Brief | For this exercise, print all of the entries exactly as given.

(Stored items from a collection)
______________________________
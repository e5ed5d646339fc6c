//! Taskboard Core - Record Types and View Models
//!
//! Pure data structures shared by every other crate: the three spreadsheet
//! record types, their enumerations, the snapshot the cache holds, and the
//! read-only view models derived from it. No I/O lives here.

pub mod board;
pub mod dashboard;
pub mod entities;
pub mod enums;
pub mod error;
pub mod forms;
pub mod snapshot;
mod wire;

pub use board::{BoardColumnView, BoardView, FilterOptions, TableFilter};
pub use dashboard::{DashboardList, DashboardSummary, AGENDA_LIMIT};
pub use entities::{Project, Record, Task, TeamMember};
pub use enums::{BoardColumn, Collection, MutationAction, MutationPhase, Priority, ProjectStatus, TaskStatus};
pub use error::{
    BoardError, BoardResult, LlmError, MutationError, StoreError, ValidationError,
};
pub use forms::{FormFields, MemberForm, ProjectForm, TaskForm};
pub use snapshot::{FetchOutcome, Snapshot};

/// Calendar date used by the dashboard for "today" comparisons.
pub type Date = chrono::NaiveDate;

/// Build a caller-generated task number of the form `T-<millis>-<index>`.
pub fn generated_task_no(epoch_millis: i64, index: usize) -> String {
    format!("T-{}-{}", epoch_millis, index)
}

#[cfg(test)]
mod tests {
    use super::*;

    #[test]
    fn test_generated_task_no_format() {
        assert_eq!(generated_task_no(1_700_000_000_123, 2), "T-1700000000123-2");
    }
}
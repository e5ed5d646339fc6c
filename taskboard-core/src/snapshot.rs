//! Snapshot of the three collections and the tagged fetch result.

use crate::entities::{Project, Record, Task, TeamMember};
use crate::error::StoreError;

/// The full in-memory copy of all three collections at one point in time.
#[derive(Debug, Clone, Default, PartialEq)]
pub struct Snapshot {
    pub tasks: Vec<Task>,
    pub projects: Vec<Project>,
    pub members: Vec<TeamMember>,
}

impl Snapshot {
    pub fn new(tasks: Vec<Task>, projects: Vec<Project>, members: Vec<TeamMember>) -> Self {
        Self {
            tasks,
            projects,
            members,
        }
    }

    pub fn task(&self, task_no: &str) -> Option<&Task> {
        self.find::<Task>(task_no)
    }

    pub fn project(&self, name: &str) -> Option<&Project> {
        self.find::<Project>(name)
    }

    pub fn member(&self, full_name: &str) -> Option<&TeamMember> {
        self.find::<TeamMember>(full_name)
    }

    /// First record of type `R` whose key equals `key`.
    pub fn find<R: Record>(&self, key: &str) -> Option<&R> {
        R::rows(self).iter().find(|r| r.key() == key)
    }

    pub fn is_empty(&self) -> bool {
        self.tasks.is_empty() && self.projects.is_empty() && self.members.is_empty()
    }
}

/// Result of reading one collection.
///
/// Keeps "the sheet is empty" (`Loaded(vec![])`) distinct from "the read
/// failed" (`Failed`).
#[derive(Debug, Clone, PartialEq)]
pub enum FetchOutcome<R> {
    Loaded(Vec<R>),
    Failed(StoreError),
}

impl<R> FetchOutcome<R> {
    pub fn is_failed(&self) -> bool {
        matches!(self, FetchOutcome::Failed(_))
    }

    pub fn rows(&self) -> Option<&[R]> {
        match self {
            FetchOutcome::Loaded(rows) => Some(rows),
            FetchOutcome::Failed(_) => None,
        }
    }

    pub fn into_rows(self) -> Option<Vec<R>> {
        match self {
            FetchOutcome::Loaded(rows) => Some(rows),
            FetchOutcome::Failed(_) => None,
        }
    }

    pub fn error(&self) -> Option<&StoreError> {
        match self {
            FetchOutcome::Loaded(_) => None,
            FetchOutcome::Failed(err) => Some(err),
        }
    }
}

impl<R> From<Result<Vec<R>, StoreError>> for FetchOutcome<R> {
    fn from(result: Result<Vec<R>, StoreError>) -> Self {
        match result {
            Ok(rows) => FetchOutcome::Loaded(rows),
            Err(err) => FetchOutcome::Failed(err),
        }
    }
}
//! Scripted transport for tests.

use crate::{CompletionTransport, GenerateContentRequest, TransportResponse};
use async_trait::async_trait;
use serde_json::json;
use std::collections::VecDeque;
use std::sync::{Arc, Mutex, MutexGuard, PoisonError};
use taskboard_core::LlmError;
use tokio::time::Instant;

#[derive(Debug, Default)]
struct Script {
    replies: VecDeque<Result<TransportResponse, LlmError>>,
    requests: Vec<GenerateContentRequest>,
    sent_at: Vec<Instant>,
}

/// A [`CompletionTransport`] that plays back queued replies in order.
///
/// Once the queue is empty every call fails with a 500. Each request is
/// recorded with the (tokio) time it was sent.
#[derive(Debug, Clone, Default)]
pub struct ScriptedTransport {
    script: Arc<Mutex<Script>>,
}

fn lock(script: &Mutex<Script>) -> MutexGuard<'_, Script> {
    script.lock().unwrap_or_else(PoisonError::into_inner)
}

impl ScriptedTransport {
    pub fn new() -> Self {
        Self::default()
    }

    /// Queue raw HTTP replies.
    pub fn with_statuses(self, replies: impl IntoIterator<Item = (u16, String)>) -> Self {
        for (status, body) in replies {
            self.push(TransportResponse::new(status, body));
        }
        self
    }

    pub fn push(&self, response: TransportResponse) {
        lock(&self.script).replies.push_back(Ok(response));
    }

    pub fn push_error(&self, error: LlmError) {
        lock(&self.script).replies.push_back(Err(error));
    }

    /// Queue a 200 whose first candidate carries `text`.
    pub fn push_text(&self, text: &str) {
        let body = json!({"candidates": [{"content": {"parts": [{"text": text}]}}]});
        self.push(TransportResponse::new(200, body.to_string()));
    }

    pub fn push_throttle(&self) {
        self.push(TransportResponse::new(429, "Resource has been exhausted"));
    }

    pub fn requests(&self) -> Vec<GenerateContentRequest> {
        lock(&self.script).requests.clone()
    }

    pub fn request_count(&self) -> usize {
        lock(&self.script).requests.len()
    }

    /// Times each request was sent, in order.
    pub fn sent_at(&self) -> Vec<Instant> {
        lock(&self.script).sent_at.clone()
    }
}

#[async_trait]
impl CompletionTransport for ScriptedTransport {
    fn provider(&self) -> &str {
        "scripted"
    }

    async fn send(&self, request: &GenerateContentRequest) -> Result<TransportResponse, LlmError> {
        let mut script = lock(&self.script);
        script.requests.push(request.clone());
        script.sent_at.push(Instant::now());
        script
            .replies
            .pop_front()
            .unwrap_or_else(|| Ok(TransportResponse::new(500, "script exhausted")))
    }
}
//! Event types for the TUI event loop.

use crate::coordinator::{GenerationOutcome, PendingMutation};
use crossterm::event::KeyEvent;
use taskboard_core::{BoardError, StoreError};
use taskboard_store::LoadResult;

#[derive(Debug)]
pub enum TuiEvent {
    Input(KeyEvent),
    Tick,
    Resize { width: u16, height: u16 },
    LoadFinished(LoadResult),
    MutationFinished {
        pending: PendingMutation,
        outcome: Result<serde_json::Value, StoreError>,
    },
    GenerationFinished(GenerationOutcome),
    SuggestionFinished {
        task_name: String,
        result: Result<String, BoardError>,
    },
}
______________________________
Exercise result |
repository e5ed5d646339fc6c
//! Taskboard Core - Record Types and View Models
//!
//! Pure data structures shared by every other crate: the three spreadsheet
//! record types, their enumerations, the snapshot the cache holds, and the
//! read-only view models derived from it. No I/O lives here.

pub mod board;
pub mod dashboard;
pub mod entities;
pub mod enums;
pub mod error;
pub mod forms;
pub mod snapshot;
mod wire;

pub use board::{BoardColumnView, BoardView, FilterOptions, TableFilter};
pub use dashboard::{DashboardList, DashboardSummary, AGENDA_LIMIT};
pub use entities::{Project, Record, Task, TeamMember};
pub use enums::{BoardColumn, Collection, MutationAction, MutationPhase, Priority, ProjectStatus, TaskStatus};
pub use error::{
    BoardError, BoardResult, LlmError, MutationError, StoreError, ValidationError,
};
pub use forms::{FormFields, MemberForm, ProjectForm, TaskForm};
pub use snapshot::{FetchOutcome, Snapshot};

/// Calendar date used by the dashboard for "today" comparisons.
pub type Date = chrono::NaiveDate;

/// Build a caller-generated task number of the form `T-<millis>-<index>`.
pub fn generated_task_no(epoch_millis: i64, index: usize) -> String {
    format!("T-{}-{}", epoch_millis, index)
}

#[cfg(test)]
mod tests {
    use super::*;

    #[test]
    fn test_generated_task_no_format() {
        assert_eq!(generated_task_no(1_700_000_000_123, 2), "T-1700000000123-2");
    }
}
repository e5ed5d646339fc6c
filename taskboard-core/src/snapshot.rs
//! Snapshot of the three collections and the tagged fetch result.

use crate::entities::{Project, Record, Task, TeamMember};
use crate::error::StoreError;

/// The full in-memory copy of all three collections at one point in time.
#[derive(Debug, Clone, Default, PartialEq)]
pub struct Snapshot {
    pub tasks: Vec<Task>,
    pub projects: Vec<Project>,
    pub members: Vec<TeamMember>,
}

impl Snapshot {
    pub fn new(tasks: Vec<Task>, projects: Vec<Project>, members: Vec<TeamMember>) -> Self {
        Self {
            tasks,
            projects,
            members,
        }
    }

    pub fn task(&self, task_no: &str) -> Option<&Task> {
        self.find::<Task>(task_no)
    }

    pub fn project(&self, name: &str) -> Option<&Project> {
        self.find::<Project>(name)
    }

    pub fn member(&self, full_name: &str) -> Option<&TeamMember> {
        self.find::<TeamMember>(full_name)
    }

    /// First record of type `R` whose key equals `key`.
    pub fn find<R: Record>(&self, key: &str) -> Option<&R> {
        R::rows(self).iter().find(|r| r.key() == key)
    }

    pub fn is_empty(&self) -> bool {
        self.tasks.is_empty() && self.projects.is_empty() && self.members.is_empty()
    }
}

/// Result of reading one collection.
///
/// Keeps "the sheet is empty" (`Loaded(vec![])`) distinct from "the read
/// failed" (`Failed`).
#[derive(Debug, Clone, PartialEq)]
pub enum FetchOutcome<R> {
    Loaded(Vec<R>),
    Failed(StoreError),
}

impl<R> FetchOutcome<R> {
    pub fn is_failed(&self) -> bool {
        matches!(self, FetchOutcome::Failed(_))
    }

    pub fn rows(&self) -> Option<&[R]> {
        match self {
            FetchOutcome::Loaded(rows) => Some(rows),
            FetchOutcome::Failed(_) => None,
        }
    }

    pub fn into_rows(self) -> Option<Vec<R>> {
        match self {
            FetchOutcome::Loaded(rows) => Some(rows),
            FetchOutcome::Failed(_) => None,
        }
    }

    pub fn error(&self) -> Option<&StoreError> {
        match self {
            FetchOutcome::Loaded(_) => None,
            FetchOutcome::Failed(err) => Some(err),
        }
    }
}

impl<R> From<Result<Vec<R>, StoreError>> for FetchOutcome<R> {
    fn from(result: Result<Vec<R>, StoreError>) -> Self {
        match result {
            Ok(rows) => FetchOutcome::Loaded(rows),
            Err(err) => FetchOutcome::Failed(err),
        }
    }
}
//! Scripted transport for tests.

use crate::{CompletionTransport, GenerateContentRequest, TransportResponse};
use async_trait::async_trait;
use serde_json::json;
use std::collections::VecDeque;
use std::sync::{Arc, Mutex, MutexGuard, PoisonError};
use taskboard_core::LlmError;
use tokio::time::Instant;

#[derive(Debug, Default)]
struct Script {
    replies: VecDeque<Result<TransportResponse, LlmError>>,
    requests: Vec<GenerateContentRequest>,
    sent_at: Vec<Instant>,
}

/// A [`CompletionTransport`] that plays back queued replies in order.
///
/// Once the queue is empty every call fails with a 500. Each request is
/// recorded with the (tokio) time it was sent.
#[derive(Debug, Clone, Default)]
pub struct ScriptedTransport {
    script: Arc<Mutex<Script>>,
}

fn lock(script: &Mutex<Script>) -> MutexGuard<'_, Script> {
    script.lock().unwrap_or_else(PoisonError::into_inner)
}

impl ScriptedTransport {
    pub fn new() -> Self {
        Self::default()
    }

    /// Queue raw HTTP replies.
    pub fn with_statuses(self, replies: impl IntoIterator<Item = (u16, String)>) -> Self {
        for (status, body) in replies {
            self.push(TransportResponse::new(status, body));
        }
        self
    }

    pub fn push(&self, response: TransportResponse) {
        lock(&self.script).replies.push_back(Ok(response));
    }

    pub fn push_error(&self, error: LlmError) {
        lock(&self.script).replies.push_back(Err(error));
    }

    /// Queue a 200 whose first candidate carries `text`.
    pub fn push_text(&self, text: &str) {
        let body = json!({"candidates": [{"content": {"parts": [{"text": text}]}}]});
        self.push(TransportResponse::new(200, body.to_string()));
    }

    pub fn push_throttle(&self) {
        self.push(TransportResponse::new(429, "Resource has been exhausted"));
    }

    pub fn requests(&self) -> Vec<GenerateContentRequest> {
        lock(&self.script).requests.clone()
    }

    pub fn request_count(&self) -> usize {
        lock(&self.script).requests.len()
    }

    /// Times each request was sent, in order.
    pub fn sent_at(&self) -> Vec<Instant> {
        lock(&self.script).sent_at.clone()
    }
}

#[async_trait]
impl CompletionTransport for ScriptedTransport {
    fn provider(&self) -> &str {
        "scripted"
    }

    async fn send(&self, request: &GenerateContentRequest) -> Result<TransportResponse, LlmError> {
        let mut script = lock(&self.script);
        script.requests.push(request.clone());
        script.sent_at.push(Instant::now());
        script
            .replies
            .pop_front()
            .unwrap_or_else(|| Ok(TransportResponse::new(500, "script exhausted")))
    }
}
//! Event types for the TUI event loop.

use crate::coordinator::{GenerationOutcome, PendingMutation};
use crossterm::event::KeyEvent;
use taskboard_core::{BoardError, StoreError};
use taskboard_store::LoadResult;

#[derive(Debug)]
pub enum TuiEvent {
    Input(KeyEvent),
    Tick,
    Resize { width: u16, height: u16 },
    LoadFinished(LoadResult),
    MutationFinished {
        pending: PendingMutation,
        outcome: Result<serde_json::Value, StoreError>,
    },
    GenerationFinished(GenerationOutcome),
    SuggestionFinished {
        task_name: String,
        result: Result<String, BoardError>,
    },
}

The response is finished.